Description : Logo of the Information and Privacy Commissioner of Ontario, Canada / Logo du Commissaire à l'information et à la protection de la vie privée de l'Ontario, Canada

ORDER MO-3347

Appeal MA15-214

Toronto Transit Commission

August 11, 2016

Summary: The Toronto Transit Commission (the TTC) received a request under the Municipal Freedom of Information and Protection of Privacy Act  (MFIPPA ) for access to a consultant’s review of the Toronto-York Spadina Subway Extension Project. The TTC issued a decision granting partial access, citing sections 7(1)  (advice or recommendations) and 11(d) (injury to financial interests) to deny access to portions of the record. In this order, the adjudicator does not uphold the section 7(1)  exemption by reason of the exception in section 7(2) (e) (performance or efficiency report), but upholds the section 11 (d) exemption for the information at issue in one section of the record.

Statutes Considered: Municipal Freedom of Information and Protection of Privacy Act, R.S.O. 1990, c. M.56 , as amended, sections 7(1) , 7(2) (e), and 11 (d).

Orders Considered: Order PO-1884.

OVERVIEW:

[1]  The Toronto Transit Commission (the TTC) received a request under the Municipal Freedom of Information and Protection of Privacy Act  (MFIPPA  or the Act ) that was forwarded to it under the Act  by the City of Toronto, for access to:

1. American Public Transit Association Peer Review of the project schedule for the Toronto York Spadina Subway Extension [TYSSE],

2. [Named consultant’s (the consultant)] Review of Toronto-York Spadina Subway Extension Project status.

[2]  The TTC issued a decision granting partial access to the records, citing sections 7(1) (advice or recommendations), 12 (solicitor-client privilege) and 15 (information soon to be published) of the Act  to withhold the remaining records.

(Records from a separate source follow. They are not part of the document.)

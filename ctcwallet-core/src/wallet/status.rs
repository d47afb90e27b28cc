//! Wallet lock state as seen by the UI layer.

use serde::{Deserialize, Serialize};

/// Represents the current state of the wallet.
///
/// The wallet transitions between these states:
/// - `NotSetup` → `Unlocked` (after creating or importing a wallet)
/// - `Unlocked` → `Locked` (when the user locks or the app backgrounds)
/// - `Locked` → `Unlocked` (after successful PIN authentication)
/// - any → `NotSetup` (after a reset)
#[derive(Default, Debug, Clone, Copy, PartialEq, Eq, Serialize, Deserialize)]
#[serde(rename_all = "PascalCase")]
pub enum WalletStatus {
    /// No wallet record exists (first-time user)
    #[default]
    NotSetup,
    /// A wallet exists but the PIN has not been entered
    Locked,
    /// PIN accepted; wallet data may be shown
    Unlocked,
}

impl std::fmt::Display for WalletStatus {
    fn fmt(&self, f: &mut std::fmt::Formatter<'_>) -> std::fmt::Result {
        match self {
            Self::NotSetup => write!(f, "NotSetup"),
            Self::Locked => write!(f, "Locked"),
            Self::Unlocked => write!(f, "Unlocked"),
        }
    }
}
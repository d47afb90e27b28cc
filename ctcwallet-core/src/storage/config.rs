use serde::{Deserialize, Serialize};

#[derive(Debug, Clone, Copy, Default, PartialEq, Eq, Serialize, Deserialize)]
#[serde(rename_all = "lowercase")]
pub enum Theme {
    #[default]
    Light,
    Dark,
}

impl std::fmt::Display for Theme {
    fn fmt(&self, f: &mut std::fmt::Formatter<'_>) -> std::fmt::Result {
        match self {
            Self::Light => write!(f, "light"),
            Self::Dark => write!(f, "dark"),
        }
    }
}

/// Per-wallet preferences, persisted inside the wallet record.
#[derive(Debug, Clone, PartialEq, Eq, Serialize, Deserialize)]
#[serde(default)]
pub struct WalletSettings {
    pub currency: String,
    pub biometric: bool,
    pub notifications: bool,
    pub theme: Theme,
    pub language: String,
}

impl Default for WalletSettings {
    fn default() -> Self {
        Self {
            currency: "USD".to_string(),
            biometric: false,
            notifications: true,
            theme: Theme::default(),
            language: "en".to_string(),
        }
    }
}
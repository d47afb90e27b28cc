//! PIN format checks and the stored PIN credential.
//!
//! The PIN plays two separate roles. As a credential it is checked against
//! an Argon2id hash kept in the wallet record. As a password it feeds the
//! vault's PBKDF2 derivation. The plaintext PIN is never persisted.

use argon2::{
    password_hash::{rand_core::OsRng, PasswordHash, PasswordHasher, PasswordVerifier, SaltString},
    Algorithm, Argon2, Params, Version,
};
use serde::{Deserialize, Serialize};

use crate::error::{Result, WalletError};

/// Number of digits on the PIN pad.
pub const PIN_LENGTH: usize = 6;

/// Argon2id parameters for the PIN credential hash.
/// - Memory: 64 MB (provides strong resistance to GPU attacks)
/// - Time: 3 iterations
/// - Parallelism: 4 lanes
const ARGON2_MEMORY_COST: u32 = 65536; // 64 MB in KiB
const ARGON2_TIME_COST: u32 = 3;
const ARGON2_PARALLELISM: u32 = 4;

fn hasher(memory_cost: u32, time_cost: u32, parallelism: u32) -> Result<Argon2<'static>> {
    let params = Params::new(memory_cost, time_cost, parallelism, None)
        .map_err(|e| WalletError::Encryption(format!("Invalid Argon2 params: {}", e)))?;
    Ok(Argon2::new(Algorithm::Argon2id, Version::V0x13, params))
}

/// Check that a PIN is exactly six ASCII digits.
pub fn validate_pin(pin: &str) -> Result<()> {
    if pin.len() == PIN_LENGTH && pin.bytes().all(|b| b.is_ascii_digit()) {
        Ok(())
    } else {
        Err(WalletError::InvalidPin)
    }
}

/// Salted Argon2id hash of the PIN in PHC string format.
#[derive(Debug, Clone, PartialEq, Eq, Serialize, Deserialize)]
#[serde(transparent)]
pub struct PinHash(String);

impl PinHash {
    /// Hash a PIN with a fresh random salt.
    pub fn new(pin: &str) -> Result<Self> {
        let argon2 = hasher(ARGON2_MEMORY_COST, ARGON2_TIME_COST, ARGON2_PARALLELISM)?;

        let salt = SaltString::generate(&mut OsRng);
        let hash = argon2
            .hash_password(pin.as_bytes(), &salt)
            .map_err(|e| WalletError::Encryption(format!("PIN hashing failed: {}", e)))?;

        Ok(Self(hash.to_string()))
    }

    /// Check a candidate PIN. A malformed stored hash never verifies.
    pub fn verify(&self, pin: &str) -> bool {
        let parsed = match PasswordHash::new(&self.0) {
            Ok(parsed) => parsed,
            Err(_) => return false,
        };
        // Parameters are read back from the PHC string
        Argon2::default()
            .verify_password(pin.as_bytes(), &parsed)
            .is_ok()
    }

    pub fn as_str(&self) -> &str {
        &self.0
    }
}
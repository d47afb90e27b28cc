//! PIN-derived encryption keys.
//!
//! This module provides:
//! - `VaultKey`: A 256-bit key wrapper that zeroizes on drop
//! - `VaultParams`: PBKDF2 parameters recorded next to each blob
//! - `derive_key`: PBKDF2-HMAC-SHA256 from a PIN and a 16-byte salt

use serde::{Deserialize, Serialize};
use sha2::Sha256;
use tracing::debug;
use zeroize::{Zeroize, ZeroizeOnDrop};

use super::error::{VaultError, VaultResult};
use super::salt::SALT_SIZE;

/// PBKDF2 iteration count for newly created blobs.
pub const DEFAULT_KDF_ITERATIONS: u32 = 100_000;

/// Upper bound on iteration counts accepted from stored records.
pub const MAX_KDF_ITERATIONS: u32 = 1_000_000;

/// Derived key length (256-bit key for AES-256).
pub const KEY_SIZE: usize = 32;

/// A 256-bit encryption key with automatic zeroization on drop.
///
/// Only ever handed to AES-256-GCM; there is no way to export it.
#[derive(Clone, Zeroize, ZeroizeOnDrop)]
pub struct VaultKey {
    key: [u8; KEY_SIZE],
}

impl VaultKey {
    /// Get the key as a byte slice for cryptographic operations.
    pub(crate) fn as_bytes(&self) -> &[u8; KEY_SIZE] {
        &self.key
    }
}

impl std::fmt::Debug for VaultKey {
    fn fmt(&self, f: &mut std::fmt::Formatter<'_>) -> std::fmt::Result {
        // Never log the actual key material
        f.debug_struct("VaultKey")
            .field("key", &"[REDACTED]")
            .finish()
    }
}

/// Key derivation parameters.
///
/// Stored alongside each wallet record so the iteration count can be raised
/// for new wallets while older blobs stay readable.
#[derive(Debug, Clone, Copy, PartialEq, Eq, Serialize, Deserialize)]
pub struct VaultParams {
    pub iterations: u32,
}

impl VaultParams {
    pub fn with_iterations(iterations: u32) -> Self {
        Self { iterations }
    }
}

impl Default for VaultParams {
    fn default() -> Self {
        Self {
            iterations: DEFAULT_KDF_ITERATIONS,
        }
    }
}

/// Derive an encryption key from the PIN using PBKDF2-HMAC-SHA256.
///
/// Same `(pin, salt, params)` always yields the same key. Changing any of
/// them yields an unrelated key, which is what makes a wrong PIN show up as
/// an authentication failure on decrypt.
pub fn derive_key(
    pin: &str,
    salt: &[u8; SALT_SIZE],
    params: &VaultParams,
) -> VaultResult<VaultKey> {
    if params.iterations == 0 {
        return Err(VaultError::KeyDerivation(
            "iteration count must be at least 1".into(),
        ));
    }

    let mut key = [0u8; KEY_SIZE];
    pbkdf2::pbkdf2_hmac::<Sha256>(pin.as_bytes(), salt, params.iterations, &mut key);

    debug!(
        "Derived {}-byte key from PIN ({} iterations)",
        key.len(),
        params.iterations
    );
    Ok(VaultKey { key })
}

#[cfg(test)]
mod tests {
    use super::*;

    fn fast() -> VaultParams {
        VaultParams::with_iterations(1_000)
    }

    #[test]
    fn test_derive_key_deterministic() {
        let salt = [1u8; 16];
        let key1 = derive_key("123456", &salt, &VaultParams::default()).unwrap();
        let key2 = derive_key("123456", &salt, &VaultParams::default()).unwrap();

        assert_eq!(
            key1.as_bytes(),
            key2.as_bytes(),
            "Same PIN and salt should produce same key"
        );
        assert_eq!(key1.as_bytes().len(), KEY_SIZE, "Key should be 32 bytes");
    }

    #[test]
    fn test_derive_key_different_pins() {
        let salt = [1u8; 16];
        let key1 = derive_key("123456", &salt, &fast()).unwrap();
        let key2 = derive_key("123457", &salt, &fast()).unwrap();

        assert_ne!(
            key1.as_bytes(),
            key2.as_bytes(),
            "Different PINs should produce different keys"
        );
    }

    #[test]
    fn test_derive_key_different_salts() {
        let key1 = derive_key("123456", &[1u8; 16], &fast()).unwrap();
        let key2 = derive_key("123456", &[2u8; 16], &fast()).unwrap();

        assert_ne!(
            key1.as_bytes(),
            key2.as_bytes(),
            "Different salts should produce different keys"
        );
    }

    #[test]
    fn test_derive_key_different_iterations() {
        let salt = [7u8; 16];
        let key1 = derive_key("123456", &salt, &VaultParams::with_iterations(1_000)).unwrap();
        let key2 = derive_key("123456", &salt, &VaultParams::with_iterations(1_001)).unwrap();

        assert_ne!(key1.as_bytes(), key2.as_bytes());
    }

    #[test]
    fn test_derive_key_matches_pbkdf2_sha256_reference() {
        // RFC 7914 section 11 test vector for PBKDF2-HMAC-SHA256 (c = 1).
        let mut expected = [0u8; KEY_SIZE];
        hex::decode_to_slice(
            "55ac046e56e3089fec1691c22544b605f94185216dde0465e68b9d57c20dacbc",
            &mut expected,
        )
        .unwrap();

        let mut out = [0u8; KEY_SIZE];
        pbkdf2::pbkdf2_hmac::<Sha256>(b"passwd", b"salt", 1, &mut out);
        assert_eq!(out, expected);
    }

    #[test]
    fn test_zero_iterations_rejected() {
        let err = derive_key("123456", &[0u8; 16], &VaultParams::with_iterations(0)).unwrap_err();
        assert!(matches!(err, VaultError::KeyDerivation(_)));
    }

    #[test]
    fn test_debug_redacts_key() {
        let key = derive_key("123456", &[3u8; 16], &fast()).unwrap();
        let rendered = format!("{:?}", key);
        assert!(rendered.contains("REDACTED"));
    }

    #[test]
    fn test_default_params() {
        assert_eq!(VaultParams::default().iterations, 100_000);
    }
}
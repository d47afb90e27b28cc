//! BIP39 recovery phrases.

use aes_gcm::aead::{rand_core::RngCore, OsRng};
use bip39::{Language, Mnemonic};
use zeroize::Zeroize;

use crate::error::{Result, WalletError};

/// Entropy for a 12-word phrase (128 bits).
const MNEMONIC_ENTROPY_SIZE: usize = 16;

/// Generate a fresh 12-word English recovery phrase.
pub fn generate_mnemonic() -> Result<String> {
    let mut entropy = [0u8; MNEMONIC_ENTROPY_SIZE];
    OsRng.fill_bytes(&mut entropy);

    let mnemonic = Mnemonic::from_entropy(&entropy)
        .map_err(|e| WalletError::InvalidSecret(format!("mnemonic generation failed: {}", e)));
    entropy.zeroize();

    Ok(mnemonic?.to_string())
}

/// Normalise and validate a user-supplied recovery phrase.
///
/// Words are lowercased and joined by single spaces; the checksum and word
/// list are checked. Returns the normalised phrase.
pub fn validate_mnemonic(phrase: &str) -> Result<String> {
    let normalized = phrase
        .split_whitespace()
        .map(str::to_lowercase)
        .collect::<Vec<_>>()
        .join(" ");

    if normalized.is_empty() {
        return Err(WalletError::InvalidSecret("recovery phrase is empty".into()));
    }

    Mnemonic::parse_in_normalized(Language::English, &normalized)
        .map_err(|e| WalletError::InvalidSecret(format!("invalid recovery phrase: {}", e)))?;

    Ok(normalized)
}

#[cfg(test)]
mod tests {
    use super::*;

    #[test]
    fn test_generate_mnemonic_has_twelve_valid_words() {
        let phrase = generate_mnemonic().unwrap();

        assert_eq!(phrase.split(' ').count(), 12);
        assert_eq!(validate_mnemonic(&phrase).unwrap(), phrase);
    }

    #[test]
    fn test_generated_phrases_differ() {
        assert_ne!(generate_mnemonic().unwrap(), generate_mnemonic().unwrap());
    }

    #[test]
    fn test_validate_normalises_whitespace_and_case() {
        let messy = "  Abandon abandon ABANDON abandon\tabandon abandon\nabandon abandon abandon abandon abandon About ";
        assert_eq!(
            validate_mnemonic(messy).unwrap(),
            "abandon abandon abandon abandon abandon abandon abandon abandon abandon abandon abandon about"
        );
    }

    #[test]
    fn test_validate_rejects_bad_phrases() {
        // Bad checksum
        let bad_checksum = "abandon abandon abandon abandon abandon abandon abandon abandon abandon abandon abandon abandon";
        // Not in the word list
        let unknown_word = "abandon abandon abandon abandon abandon abandon abandon abandon abandon abandon abandon zzzz";

        for phrase in ["", "   ", bad_checksum, unknown_word, "abandon about"] {
            assert!(
                matches!(validate_mnemonic(phrase), Err(WalletError::InvalidSecret(_))),
                "{phrase:?} should be rejected"
            );
        }
    }
}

[3]  The requester (now the appellant) appealed the TTC’s decision.

[4]  During mediation, the TTC issued a revised decision granting access to additional information. In addition, the TTC indicated that certain records would be available within 90 days.

[5]  The TTC then granted access in full to the “Report of the American Public Transit Association”. [1] It also issued a decision granting partial access to portions of the “Spadina Subway Extension, Project Assessment Report,” dated February 5, 2015, [2] citing sections 7(1), 11 (economic and other interests) and 12 of the Act  to withhold portions of this record.

[6]  The appellant indicated that she continues to seek access to the withheld portions of the “Spadina Subway Extension, Project Assessment Report,” dated February 5, 2015 but was no longer seeking any other records. As a result, section 15  of the Act  was no longer at issue in this appeal.

[7]  As mediation did not resolve all of the issues in this appeal, the file was transferred to the adjudication stage where an adjudicator conducts an inquiry. Representations were sought and exchanged between the TTC and the appellant in accordance with section 7 of the IPC’s Code of Procedure and Practice Direction 7.

[8]  In its representations, the TTC withdrew its claim as to the application of section 12, therefore, this exemption is no longer at issue. It also clarified which paragraph of section 11 it was relying on, namely, section 11(d) (injury to financial interests) and that it was applying this exemption to only one section of the record, Section 5.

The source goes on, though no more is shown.